Work task
Reproduce each line from the first in the data through the line that contains "use std::pin::Pin;" exactly; give nothing else.

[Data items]
-*-
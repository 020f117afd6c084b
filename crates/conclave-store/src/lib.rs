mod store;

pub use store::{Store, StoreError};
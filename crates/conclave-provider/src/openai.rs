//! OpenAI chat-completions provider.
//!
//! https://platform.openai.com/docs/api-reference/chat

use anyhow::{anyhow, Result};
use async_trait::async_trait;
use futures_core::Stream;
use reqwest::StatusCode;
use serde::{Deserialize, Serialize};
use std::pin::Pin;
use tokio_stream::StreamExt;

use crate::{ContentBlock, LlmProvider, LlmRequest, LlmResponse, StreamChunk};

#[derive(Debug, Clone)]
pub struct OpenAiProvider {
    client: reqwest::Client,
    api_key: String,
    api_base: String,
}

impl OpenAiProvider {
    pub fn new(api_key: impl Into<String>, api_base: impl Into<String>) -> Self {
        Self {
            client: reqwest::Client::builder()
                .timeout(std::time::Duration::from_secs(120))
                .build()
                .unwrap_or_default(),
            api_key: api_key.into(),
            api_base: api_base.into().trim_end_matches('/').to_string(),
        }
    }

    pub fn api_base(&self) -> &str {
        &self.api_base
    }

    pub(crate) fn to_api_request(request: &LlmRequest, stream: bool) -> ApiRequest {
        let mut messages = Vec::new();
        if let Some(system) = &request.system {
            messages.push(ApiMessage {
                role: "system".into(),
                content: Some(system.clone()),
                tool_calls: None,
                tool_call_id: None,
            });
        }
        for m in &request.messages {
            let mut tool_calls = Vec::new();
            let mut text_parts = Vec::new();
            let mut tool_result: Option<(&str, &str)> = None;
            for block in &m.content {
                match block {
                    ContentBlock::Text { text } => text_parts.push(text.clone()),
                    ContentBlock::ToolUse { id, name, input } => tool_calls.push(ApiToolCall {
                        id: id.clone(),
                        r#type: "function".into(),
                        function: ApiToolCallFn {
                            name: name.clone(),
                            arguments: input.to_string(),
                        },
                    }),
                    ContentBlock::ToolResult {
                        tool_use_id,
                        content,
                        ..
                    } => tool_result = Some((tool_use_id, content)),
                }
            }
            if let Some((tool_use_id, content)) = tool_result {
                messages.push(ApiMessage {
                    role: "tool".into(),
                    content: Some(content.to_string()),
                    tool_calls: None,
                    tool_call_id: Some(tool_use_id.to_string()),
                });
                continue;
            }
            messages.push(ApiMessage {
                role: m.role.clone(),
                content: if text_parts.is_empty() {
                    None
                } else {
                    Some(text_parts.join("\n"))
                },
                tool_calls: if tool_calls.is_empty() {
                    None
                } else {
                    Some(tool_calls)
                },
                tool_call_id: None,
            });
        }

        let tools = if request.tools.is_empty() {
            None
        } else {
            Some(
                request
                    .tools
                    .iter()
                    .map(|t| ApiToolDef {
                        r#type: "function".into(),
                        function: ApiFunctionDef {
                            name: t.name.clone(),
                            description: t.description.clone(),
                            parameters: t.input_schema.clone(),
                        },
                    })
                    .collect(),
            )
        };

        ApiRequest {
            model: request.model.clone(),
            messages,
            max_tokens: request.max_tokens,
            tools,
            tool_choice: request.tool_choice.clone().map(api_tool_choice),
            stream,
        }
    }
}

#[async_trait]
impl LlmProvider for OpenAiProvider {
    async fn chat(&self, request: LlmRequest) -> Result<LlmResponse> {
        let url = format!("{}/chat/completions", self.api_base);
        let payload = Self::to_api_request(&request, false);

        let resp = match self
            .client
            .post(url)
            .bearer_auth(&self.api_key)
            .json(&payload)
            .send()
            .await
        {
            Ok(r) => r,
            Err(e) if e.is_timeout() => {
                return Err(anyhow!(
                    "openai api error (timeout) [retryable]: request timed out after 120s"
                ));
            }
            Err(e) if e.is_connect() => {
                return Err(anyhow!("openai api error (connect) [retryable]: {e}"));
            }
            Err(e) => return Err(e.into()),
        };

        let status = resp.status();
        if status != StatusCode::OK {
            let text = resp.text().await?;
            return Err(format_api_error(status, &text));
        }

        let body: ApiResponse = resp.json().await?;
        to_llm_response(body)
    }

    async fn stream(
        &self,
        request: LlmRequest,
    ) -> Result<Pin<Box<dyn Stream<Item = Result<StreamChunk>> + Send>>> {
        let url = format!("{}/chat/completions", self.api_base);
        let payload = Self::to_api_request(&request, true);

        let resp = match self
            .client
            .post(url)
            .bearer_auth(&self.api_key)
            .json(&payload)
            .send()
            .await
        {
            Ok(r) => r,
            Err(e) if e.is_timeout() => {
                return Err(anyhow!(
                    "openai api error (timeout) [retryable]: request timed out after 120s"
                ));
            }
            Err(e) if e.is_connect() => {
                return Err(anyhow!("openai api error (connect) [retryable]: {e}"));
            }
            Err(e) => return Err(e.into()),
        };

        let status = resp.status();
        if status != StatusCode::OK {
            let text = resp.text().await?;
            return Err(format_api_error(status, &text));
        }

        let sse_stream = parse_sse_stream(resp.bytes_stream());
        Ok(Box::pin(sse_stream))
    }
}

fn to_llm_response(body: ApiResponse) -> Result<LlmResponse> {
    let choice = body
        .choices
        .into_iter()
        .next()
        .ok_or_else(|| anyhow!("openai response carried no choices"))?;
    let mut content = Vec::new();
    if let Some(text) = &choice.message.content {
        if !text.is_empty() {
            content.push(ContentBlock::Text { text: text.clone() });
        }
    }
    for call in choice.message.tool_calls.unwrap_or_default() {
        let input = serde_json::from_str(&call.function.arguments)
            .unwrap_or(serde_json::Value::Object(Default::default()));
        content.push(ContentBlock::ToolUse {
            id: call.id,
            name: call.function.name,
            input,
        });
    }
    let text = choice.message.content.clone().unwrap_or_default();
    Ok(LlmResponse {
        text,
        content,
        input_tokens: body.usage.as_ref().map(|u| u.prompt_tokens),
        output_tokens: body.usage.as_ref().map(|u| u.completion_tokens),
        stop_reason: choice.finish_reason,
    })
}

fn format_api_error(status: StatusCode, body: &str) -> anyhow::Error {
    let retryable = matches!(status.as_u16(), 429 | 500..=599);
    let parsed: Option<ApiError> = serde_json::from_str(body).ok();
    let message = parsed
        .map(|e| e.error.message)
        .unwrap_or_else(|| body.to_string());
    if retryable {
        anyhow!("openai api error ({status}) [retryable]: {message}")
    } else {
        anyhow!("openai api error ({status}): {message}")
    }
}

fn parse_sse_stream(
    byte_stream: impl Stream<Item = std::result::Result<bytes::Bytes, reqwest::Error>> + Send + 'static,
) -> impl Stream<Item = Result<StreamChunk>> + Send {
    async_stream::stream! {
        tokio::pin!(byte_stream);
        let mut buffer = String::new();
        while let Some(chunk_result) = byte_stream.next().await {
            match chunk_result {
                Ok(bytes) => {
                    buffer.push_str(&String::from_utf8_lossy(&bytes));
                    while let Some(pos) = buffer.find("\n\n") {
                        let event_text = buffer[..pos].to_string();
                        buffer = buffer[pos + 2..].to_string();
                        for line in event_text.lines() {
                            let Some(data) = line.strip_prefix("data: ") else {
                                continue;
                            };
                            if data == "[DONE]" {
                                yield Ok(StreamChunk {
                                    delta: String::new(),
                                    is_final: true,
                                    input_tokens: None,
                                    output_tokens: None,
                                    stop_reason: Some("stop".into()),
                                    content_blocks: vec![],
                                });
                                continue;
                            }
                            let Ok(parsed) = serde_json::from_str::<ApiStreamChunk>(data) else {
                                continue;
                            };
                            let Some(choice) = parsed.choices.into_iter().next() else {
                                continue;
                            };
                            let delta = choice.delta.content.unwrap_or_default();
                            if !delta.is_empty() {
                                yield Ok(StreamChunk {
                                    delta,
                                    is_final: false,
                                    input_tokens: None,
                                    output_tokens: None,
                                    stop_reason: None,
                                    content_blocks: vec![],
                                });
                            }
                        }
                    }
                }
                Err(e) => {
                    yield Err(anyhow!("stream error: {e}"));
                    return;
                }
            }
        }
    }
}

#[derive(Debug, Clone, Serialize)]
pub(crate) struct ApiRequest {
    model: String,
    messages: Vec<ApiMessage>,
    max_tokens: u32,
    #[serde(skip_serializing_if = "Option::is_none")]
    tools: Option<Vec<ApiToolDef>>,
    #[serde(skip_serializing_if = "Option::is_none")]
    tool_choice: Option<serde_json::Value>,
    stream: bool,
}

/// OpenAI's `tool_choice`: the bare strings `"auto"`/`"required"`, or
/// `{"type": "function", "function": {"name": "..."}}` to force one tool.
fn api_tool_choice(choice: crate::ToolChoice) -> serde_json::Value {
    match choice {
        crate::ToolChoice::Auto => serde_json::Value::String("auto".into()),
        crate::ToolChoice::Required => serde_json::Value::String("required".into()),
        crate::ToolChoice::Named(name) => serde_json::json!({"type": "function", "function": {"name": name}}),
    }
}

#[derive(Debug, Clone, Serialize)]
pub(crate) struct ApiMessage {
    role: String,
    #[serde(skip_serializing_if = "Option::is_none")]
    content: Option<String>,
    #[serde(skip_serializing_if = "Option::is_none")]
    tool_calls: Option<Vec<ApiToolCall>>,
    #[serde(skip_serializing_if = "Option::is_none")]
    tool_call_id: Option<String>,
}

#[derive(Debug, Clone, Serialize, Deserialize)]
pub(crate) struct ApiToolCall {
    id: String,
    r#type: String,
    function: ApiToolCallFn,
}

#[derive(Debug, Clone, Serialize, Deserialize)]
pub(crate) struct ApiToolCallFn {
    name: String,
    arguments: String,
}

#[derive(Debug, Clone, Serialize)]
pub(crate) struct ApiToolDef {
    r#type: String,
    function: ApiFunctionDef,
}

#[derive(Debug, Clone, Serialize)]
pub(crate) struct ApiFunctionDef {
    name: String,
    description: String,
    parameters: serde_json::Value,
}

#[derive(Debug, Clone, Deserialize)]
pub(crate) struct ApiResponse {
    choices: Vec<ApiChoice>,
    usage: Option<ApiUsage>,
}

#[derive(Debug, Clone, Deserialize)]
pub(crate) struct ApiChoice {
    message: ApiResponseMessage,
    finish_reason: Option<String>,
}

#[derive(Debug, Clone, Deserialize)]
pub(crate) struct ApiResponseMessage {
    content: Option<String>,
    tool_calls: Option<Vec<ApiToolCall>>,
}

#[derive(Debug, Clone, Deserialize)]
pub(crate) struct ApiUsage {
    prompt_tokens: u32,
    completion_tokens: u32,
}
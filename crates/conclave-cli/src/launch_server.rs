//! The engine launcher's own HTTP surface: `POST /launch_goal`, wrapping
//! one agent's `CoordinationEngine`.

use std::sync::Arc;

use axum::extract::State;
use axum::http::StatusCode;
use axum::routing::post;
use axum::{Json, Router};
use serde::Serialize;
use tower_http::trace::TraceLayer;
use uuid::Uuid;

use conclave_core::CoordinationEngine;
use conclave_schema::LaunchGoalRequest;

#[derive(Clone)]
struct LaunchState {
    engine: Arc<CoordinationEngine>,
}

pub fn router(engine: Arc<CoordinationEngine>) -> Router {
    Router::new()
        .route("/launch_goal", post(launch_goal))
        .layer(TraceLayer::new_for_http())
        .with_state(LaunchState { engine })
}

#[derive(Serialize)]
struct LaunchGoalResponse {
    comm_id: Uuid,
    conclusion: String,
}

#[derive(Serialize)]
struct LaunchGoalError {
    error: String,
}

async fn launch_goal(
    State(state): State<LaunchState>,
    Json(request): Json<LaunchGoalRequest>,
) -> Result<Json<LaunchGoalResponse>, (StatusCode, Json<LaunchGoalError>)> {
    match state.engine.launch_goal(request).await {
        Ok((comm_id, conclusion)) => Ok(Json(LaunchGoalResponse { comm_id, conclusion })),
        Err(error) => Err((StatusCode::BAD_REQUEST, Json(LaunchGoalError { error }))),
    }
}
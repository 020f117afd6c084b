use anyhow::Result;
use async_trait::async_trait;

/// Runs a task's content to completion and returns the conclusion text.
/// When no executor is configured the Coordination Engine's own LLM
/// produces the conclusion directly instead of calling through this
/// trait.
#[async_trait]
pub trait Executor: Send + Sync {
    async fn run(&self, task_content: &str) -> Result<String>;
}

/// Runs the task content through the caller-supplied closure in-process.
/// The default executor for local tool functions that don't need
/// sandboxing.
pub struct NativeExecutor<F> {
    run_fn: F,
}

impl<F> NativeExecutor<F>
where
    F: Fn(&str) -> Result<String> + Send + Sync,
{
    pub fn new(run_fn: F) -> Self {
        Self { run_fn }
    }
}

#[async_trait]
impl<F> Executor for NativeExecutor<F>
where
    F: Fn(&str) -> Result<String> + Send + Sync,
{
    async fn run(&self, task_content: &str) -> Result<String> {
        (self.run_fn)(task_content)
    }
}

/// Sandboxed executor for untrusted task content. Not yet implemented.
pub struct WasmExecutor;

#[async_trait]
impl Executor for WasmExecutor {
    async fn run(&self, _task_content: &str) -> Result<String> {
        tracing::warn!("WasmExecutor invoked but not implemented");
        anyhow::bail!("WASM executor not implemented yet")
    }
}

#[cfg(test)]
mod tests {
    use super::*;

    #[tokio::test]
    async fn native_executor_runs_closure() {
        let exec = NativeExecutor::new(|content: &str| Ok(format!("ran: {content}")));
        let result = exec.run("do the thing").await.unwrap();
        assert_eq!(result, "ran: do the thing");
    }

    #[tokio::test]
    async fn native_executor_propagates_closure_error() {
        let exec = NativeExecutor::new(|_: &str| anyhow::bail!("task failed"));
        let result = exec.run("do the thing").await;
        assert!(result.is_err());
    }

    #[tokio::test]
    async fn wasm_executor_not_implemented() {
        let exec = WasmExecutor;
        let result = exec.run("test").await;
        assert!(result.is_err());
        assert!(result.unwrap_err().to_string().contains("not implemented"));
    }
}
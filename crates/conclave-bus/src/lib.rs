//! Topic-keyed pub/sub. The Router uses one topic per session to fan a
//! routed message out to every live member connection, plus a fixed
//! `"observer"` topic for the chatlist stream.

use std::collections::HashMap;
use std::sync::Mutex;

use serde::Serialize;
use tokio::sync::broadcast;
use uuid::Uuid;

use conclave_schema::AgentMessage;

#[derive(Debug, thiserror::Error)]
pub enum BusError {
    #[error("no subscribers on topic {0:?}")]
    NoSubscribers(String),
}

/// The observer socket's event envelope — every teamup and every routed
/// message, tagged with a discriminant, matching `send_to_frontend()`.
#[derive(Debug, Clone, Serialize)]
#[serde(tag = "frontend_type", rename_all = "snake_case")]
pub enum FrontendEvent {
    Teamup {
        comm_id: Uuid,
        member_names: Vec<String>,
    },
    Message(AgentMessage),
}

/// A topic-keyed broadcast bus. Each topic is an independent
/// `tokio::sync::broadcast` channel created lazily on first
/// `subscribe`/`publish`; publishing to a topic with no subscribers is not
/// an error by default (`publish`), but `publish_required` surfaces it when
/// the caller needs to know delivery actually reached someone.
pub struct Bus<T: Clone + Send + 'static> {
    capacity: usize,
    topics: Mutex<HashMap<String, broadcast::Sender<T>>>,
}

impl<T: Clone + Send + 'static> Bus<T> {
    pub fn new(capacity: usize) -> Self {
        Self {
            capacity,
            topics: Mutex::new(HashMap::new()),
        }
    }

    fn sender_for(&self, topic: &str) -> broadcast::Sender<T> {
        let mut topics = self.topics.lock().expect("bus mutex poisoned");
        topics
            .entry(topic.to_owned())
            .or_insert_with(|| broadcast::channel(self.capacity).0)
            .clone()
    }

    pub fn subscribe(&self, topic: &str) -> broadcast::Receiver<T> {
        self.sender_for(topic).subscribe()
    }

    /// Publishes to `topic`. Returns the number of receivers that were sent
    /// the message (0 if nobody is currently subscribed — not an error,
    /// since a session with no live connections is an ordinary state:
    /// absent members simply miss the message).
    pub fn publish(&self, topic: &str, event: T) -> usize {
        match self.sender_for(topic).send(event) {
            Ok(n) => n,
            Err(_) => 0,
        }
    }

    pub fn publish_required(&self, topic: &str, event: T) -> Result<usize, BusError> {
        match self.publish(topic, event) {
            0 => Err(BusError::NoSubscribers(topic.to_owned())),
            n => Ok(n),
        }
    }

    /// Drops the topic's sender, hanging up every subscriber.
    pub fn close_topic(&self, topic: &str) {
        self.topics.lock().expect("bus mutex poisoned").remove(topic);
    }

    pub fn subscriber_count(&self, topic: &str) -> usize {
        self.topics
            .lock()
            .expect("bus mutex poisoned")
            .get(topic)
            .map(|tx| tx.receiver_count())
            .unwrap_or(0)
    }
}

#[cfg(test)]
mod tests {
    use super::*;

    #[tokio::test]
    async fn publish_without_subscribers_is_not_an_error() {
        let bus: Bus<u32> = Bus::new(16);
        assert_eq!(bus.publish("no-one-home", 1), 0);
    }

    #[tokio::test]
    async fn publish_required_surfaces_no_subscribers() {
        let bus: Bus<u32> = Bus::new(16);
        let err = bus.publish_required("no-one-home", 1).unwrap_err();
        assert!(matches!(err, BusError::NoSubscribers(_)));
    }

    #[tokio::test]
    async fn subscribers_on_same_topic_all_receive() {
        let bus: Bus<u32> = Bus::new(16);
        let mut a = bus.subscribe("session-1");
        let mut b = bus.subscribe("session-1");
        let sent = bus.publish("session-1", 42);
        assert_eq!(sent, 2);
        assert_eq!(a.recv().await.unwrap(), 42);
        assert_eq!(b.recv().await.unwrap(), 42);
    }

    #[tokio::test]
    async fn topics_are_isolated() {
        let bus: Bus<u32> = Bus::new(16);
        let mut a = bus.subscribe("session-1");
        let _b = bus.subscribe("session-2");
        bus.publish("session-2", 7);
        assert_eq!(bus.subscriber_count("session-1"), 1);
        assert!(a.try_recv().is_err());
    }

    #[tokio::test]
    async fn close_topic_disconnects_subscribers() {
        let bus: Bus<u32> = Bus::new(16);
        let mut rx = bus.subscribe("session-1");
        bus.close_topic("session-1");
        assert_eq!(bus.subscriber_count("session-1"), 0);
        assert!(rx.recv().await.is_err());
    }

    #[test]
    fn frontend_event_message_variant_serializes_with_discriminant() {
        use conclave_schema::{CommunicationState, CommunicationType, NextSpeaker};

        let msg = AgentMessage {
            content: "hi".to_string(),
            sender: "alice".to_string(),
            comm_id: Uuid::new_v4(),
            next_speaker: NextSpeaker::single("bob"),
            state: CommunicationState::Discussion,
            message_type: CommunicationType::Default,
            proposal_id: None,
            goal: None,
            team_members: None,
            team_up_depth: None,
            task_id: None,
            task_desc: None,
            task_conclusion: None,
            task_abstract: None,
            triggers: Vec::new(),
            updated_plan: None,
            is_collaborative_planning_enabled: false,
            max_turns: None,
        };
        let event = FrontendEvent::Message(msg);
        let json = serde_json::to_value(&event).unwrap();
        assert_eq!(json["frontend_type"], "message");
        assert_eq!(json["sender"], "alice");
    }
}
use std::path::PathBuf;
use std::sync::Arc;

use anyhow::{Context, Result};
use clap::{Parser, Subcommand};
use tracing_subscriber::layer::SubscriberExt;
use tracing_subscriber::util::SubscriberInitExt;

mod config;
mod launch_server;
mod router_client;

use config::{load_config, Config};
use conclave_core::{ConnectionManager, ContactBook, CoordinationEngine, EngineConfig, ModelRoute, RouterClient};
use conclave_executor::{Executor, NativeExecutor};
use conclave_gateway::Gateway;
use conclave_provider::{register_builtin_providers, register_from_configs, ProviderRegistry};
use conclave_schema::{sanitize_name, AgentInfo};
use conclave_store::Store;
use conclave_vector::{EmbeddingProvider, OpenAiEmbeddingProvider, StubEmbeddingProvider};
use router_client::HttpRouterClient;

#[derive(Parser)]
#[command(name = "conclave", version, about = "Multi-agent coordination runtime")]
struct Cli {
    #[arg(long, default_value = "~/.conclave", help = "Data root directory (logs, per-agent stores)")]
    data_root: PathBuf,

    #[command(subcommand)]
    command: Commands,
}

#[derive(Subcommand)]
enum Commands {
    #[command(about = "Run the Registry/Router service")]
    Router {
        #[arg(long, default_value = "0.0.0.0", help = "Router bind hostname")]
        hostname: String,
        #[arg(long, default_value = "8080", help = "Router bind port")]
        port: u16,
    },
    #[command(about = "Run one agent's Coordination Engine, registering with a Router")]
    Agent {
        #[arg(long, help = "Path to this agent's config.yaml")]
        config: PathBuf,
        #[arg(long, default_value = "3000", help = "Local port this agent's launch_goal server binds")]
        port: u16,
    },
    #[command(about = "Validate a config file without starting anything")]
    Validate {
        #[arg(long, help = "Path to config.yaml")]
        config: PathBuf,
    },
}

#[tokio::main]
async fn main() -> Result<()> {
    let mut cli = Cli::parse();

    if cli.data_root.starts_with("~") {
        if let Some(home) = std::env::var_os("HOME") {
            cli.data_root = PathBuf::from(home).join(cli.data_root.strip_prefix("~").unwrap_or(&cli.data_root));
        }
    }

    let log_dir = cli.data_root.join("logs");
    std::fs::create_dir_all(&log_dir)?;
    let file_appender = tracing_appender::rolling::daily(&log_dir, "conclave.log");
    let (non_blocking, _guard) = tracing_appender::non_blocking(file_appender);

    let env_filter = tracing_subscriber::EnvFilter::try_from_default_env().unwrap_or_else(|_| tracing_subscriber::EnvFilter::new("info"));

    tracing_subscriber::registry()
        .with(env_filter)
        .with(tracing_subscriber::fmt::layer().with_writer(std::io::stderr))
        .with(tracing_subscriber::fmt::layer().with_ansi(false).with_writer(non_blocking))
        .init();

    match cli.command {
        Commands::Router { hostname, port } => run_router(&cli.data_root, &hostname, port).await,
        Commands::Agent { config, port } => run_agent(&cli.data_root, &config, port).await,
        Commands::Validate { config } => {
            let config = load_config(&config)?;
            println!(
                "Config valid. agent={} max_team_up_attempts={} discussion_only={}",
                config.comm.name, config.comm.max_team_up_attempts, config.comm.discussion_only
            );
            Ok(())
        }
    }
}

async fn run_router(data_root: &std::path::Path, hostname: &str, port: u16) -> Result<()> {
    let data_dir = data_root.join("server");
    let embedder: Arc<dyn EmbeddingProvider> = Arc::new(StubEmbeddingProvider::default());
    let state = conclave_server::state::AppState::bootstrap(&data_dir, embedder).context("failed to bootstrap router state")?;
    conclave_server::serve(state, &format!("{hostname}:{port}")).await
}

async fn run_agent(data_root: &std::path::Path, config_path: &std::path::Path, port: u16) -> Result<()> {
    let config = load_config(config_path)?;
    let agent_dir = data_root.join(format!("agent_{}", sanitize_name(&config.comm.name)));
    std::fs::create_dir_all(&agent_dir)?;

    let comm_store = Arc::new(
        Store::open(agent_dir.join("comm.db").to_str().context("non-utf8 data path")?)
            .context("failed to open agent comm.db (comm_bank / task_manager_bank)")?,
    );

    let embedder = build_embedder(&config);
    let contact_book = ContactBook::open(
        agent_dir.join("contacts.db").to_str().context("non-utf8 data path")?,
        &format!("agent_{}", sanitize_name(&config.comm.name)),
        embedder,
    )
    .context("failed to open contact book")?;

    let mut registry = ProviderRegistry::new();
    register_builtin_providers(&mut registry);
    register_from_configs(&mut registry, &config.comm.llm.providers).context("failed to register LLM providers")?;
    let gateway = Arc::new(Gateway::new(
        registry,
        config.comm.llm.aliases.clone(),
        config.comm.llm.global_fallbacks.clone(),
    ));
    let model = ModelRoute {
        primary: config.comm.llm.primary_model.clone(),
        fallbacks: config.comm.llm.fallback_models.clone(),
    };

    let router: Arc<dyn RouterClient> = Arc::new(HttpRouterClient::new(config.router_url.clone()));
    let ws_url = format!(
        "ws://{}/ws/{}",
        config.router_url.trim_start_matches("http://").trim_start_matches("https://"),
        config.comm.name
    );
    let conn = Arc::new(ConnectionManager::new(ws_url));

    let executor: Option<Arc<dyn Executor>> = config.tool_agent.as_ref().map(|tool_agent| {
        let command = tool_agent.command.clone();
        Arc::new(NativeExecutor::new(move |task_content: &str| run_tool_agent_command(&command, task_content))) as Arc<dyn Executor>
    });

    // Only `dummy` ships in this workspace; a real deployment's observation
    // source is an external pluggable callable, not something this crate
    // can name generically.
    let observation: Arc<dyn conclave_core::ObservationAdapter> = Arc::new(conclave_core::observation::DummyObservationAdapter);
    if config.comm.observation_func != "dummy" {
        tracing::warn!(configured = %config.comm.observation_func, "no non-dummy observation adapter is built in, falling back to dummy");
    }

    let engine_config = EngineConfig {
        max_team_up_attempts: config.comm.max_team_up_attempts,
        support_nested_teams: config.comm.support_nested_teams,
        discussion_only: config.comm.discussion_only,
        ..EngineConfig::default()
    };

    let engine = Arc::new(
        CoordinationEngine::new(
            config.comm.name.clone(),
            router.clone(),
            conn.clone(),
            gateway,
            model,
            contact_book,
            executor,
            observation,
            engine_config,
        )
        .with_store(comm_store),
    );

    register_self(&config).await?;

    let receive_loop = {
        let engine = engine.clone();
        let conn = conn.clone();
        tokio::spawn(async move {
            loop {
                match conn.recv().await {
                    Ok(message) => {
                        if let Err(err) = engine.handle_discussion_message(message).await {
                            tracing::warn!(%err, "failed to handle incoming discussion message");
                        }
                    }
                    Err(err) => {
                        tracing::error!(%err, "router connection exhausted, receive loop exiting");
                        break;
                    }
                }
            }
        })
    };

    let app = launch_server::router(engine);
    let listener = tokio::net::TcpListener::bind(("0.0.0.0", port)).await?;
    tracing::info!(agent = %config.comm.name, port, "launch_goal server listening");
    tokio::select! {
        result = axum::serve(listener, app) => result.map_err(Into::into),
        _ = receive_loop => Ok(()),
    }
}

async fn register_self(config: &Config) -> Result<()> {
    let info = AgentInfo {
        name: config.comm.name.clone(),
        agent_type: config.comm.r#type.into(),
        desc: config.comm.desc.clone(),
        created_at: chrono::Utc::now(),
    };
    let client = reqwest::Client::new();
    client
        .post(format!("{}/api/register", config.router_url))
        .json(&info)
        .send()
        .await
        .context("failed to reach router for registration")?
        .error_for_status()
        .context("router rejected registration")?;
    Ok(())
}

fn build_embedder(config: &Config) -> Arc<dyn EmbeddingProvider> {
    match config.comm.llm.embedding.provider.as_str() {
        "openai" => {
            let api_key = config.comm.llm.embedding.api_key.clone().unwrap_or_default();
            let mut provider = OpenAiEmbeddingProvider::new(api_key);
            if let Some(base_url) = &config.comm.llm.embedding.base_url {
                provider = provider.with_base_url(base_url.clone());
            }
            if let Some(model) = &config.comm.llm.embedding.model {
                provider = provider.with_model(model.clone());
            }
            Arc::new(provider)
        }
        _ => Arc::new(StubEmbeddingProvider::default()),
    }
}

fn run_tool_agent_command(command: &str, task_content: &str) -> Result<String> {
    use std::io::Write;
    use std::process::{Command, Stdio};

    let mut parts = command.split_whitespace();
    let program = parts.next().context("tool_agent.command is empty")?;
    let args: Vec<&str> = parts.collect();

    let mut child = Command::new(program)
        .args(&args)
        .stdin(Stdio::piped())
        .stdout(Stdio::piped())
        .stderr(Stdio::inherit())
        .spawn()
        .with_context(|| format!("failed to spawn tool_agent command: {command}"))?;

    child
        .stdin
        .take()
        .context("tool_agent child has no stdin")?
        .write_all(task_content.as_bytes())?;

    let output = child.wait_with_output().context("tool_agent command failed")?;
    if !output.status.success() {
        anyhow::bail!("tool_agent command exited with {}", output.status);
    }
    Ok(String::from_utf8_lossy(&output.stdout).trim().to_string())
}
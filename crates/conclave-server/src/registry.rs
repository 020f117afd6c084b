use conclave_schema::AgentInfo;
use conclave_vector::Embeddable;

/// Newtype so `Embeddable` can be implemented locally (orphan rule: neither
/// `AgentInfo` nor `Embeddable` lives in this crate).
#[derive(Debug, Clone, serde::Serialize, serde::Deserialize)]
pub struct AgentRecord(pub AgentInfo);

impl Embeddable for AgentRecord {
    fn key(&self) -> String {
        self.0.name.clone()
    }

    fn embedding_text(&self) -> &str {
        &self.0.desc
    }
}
-*-
Result
repository 020f117afd6c084b
filename crates/conclave-store/src/lib.rs
mod store;

pub use store::{Store, StoreError};
filename crates/conclave-provider/src/openai.rs
//! OpenAI chat-completions provider.
//!
//! https://platform.openai.com/docs/api-reference/chat

use anyhow::{anyhow, Result};
use async_trait::async_trait;
use futures_core::Stream;
use reqwest::StatusCode;
use serde::{Deserialize, Serialize};
use std::pin::Pin;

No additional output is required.